- _Data for review_
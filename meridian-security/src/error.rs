use thiserror::Error;

pub type Result<T> = std::result::Result<T, SecurityError>;

#[derive(Debug, Error)]
pub enum SecurityError {
    #[error("unauthorized: {0}")]
    Unauthorized(String),

    #[error("forbidden: missing permission {0}")]
    Forbidden(String),

    #[error("rate limited, retry after {retry_after_secs}s")]
    RateLimited { retry_after_secs: u64 },

    #[error("token error: {0}")]
    Token(#[from] jsonwebtoken::errors::Error),

    #[error("storage error: {0}")]
    Storage(#[from] meridian_storage::StorageError),
}

impl From<SecurityError> for meridian_core::error::MeridianError {
    fn from(err: SecurityError) -> Self {
        match err {
            SecurityError::Unauthorized(msg) => Self::Unauthorized(msg),
            SecurityError::Forbidden(msg) => Self::Forbidden(msg),
            SecurityError::RateLimited { retry_after_secs } => Self::RateLimited {
                message: "too many failed attempts".to_string(),
                retry_after_secs: Some(retry_after_secs),
            },
            SecurityError::Token(e) => Self::Unauthorized(e.to_string()),
            SecurityError::Storage(e) => Self::Internal(e.to_string()),
        }
    }
}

- _Exercise objective_
Everything from the line containing "fn from(err: SecurityError)" to the end of the records must be written out exactly; include both of those lines and no others.

- _Exercise response_
    fn from(err: SecurityError) -> Self {
        match err {
            SecurityError::Unauthorized(msg) => Self::Unauthorized(msg),
            SecurityError::Forbidden(msg) => Self::Forbidden(msg),
            SecurityError::RateLimited { retry_after_secs } => Self::RateLimited {
                message: "too many failed attempts".to_string(),
                retry_after_secs: Some(retry_after_secs),
            },
            SecurityError::Token(e) => Self::Unauthorized(e.to_string()),
            SecurityError::Storage(e) => Self::Internal(e.to_string()),
        }
    }
}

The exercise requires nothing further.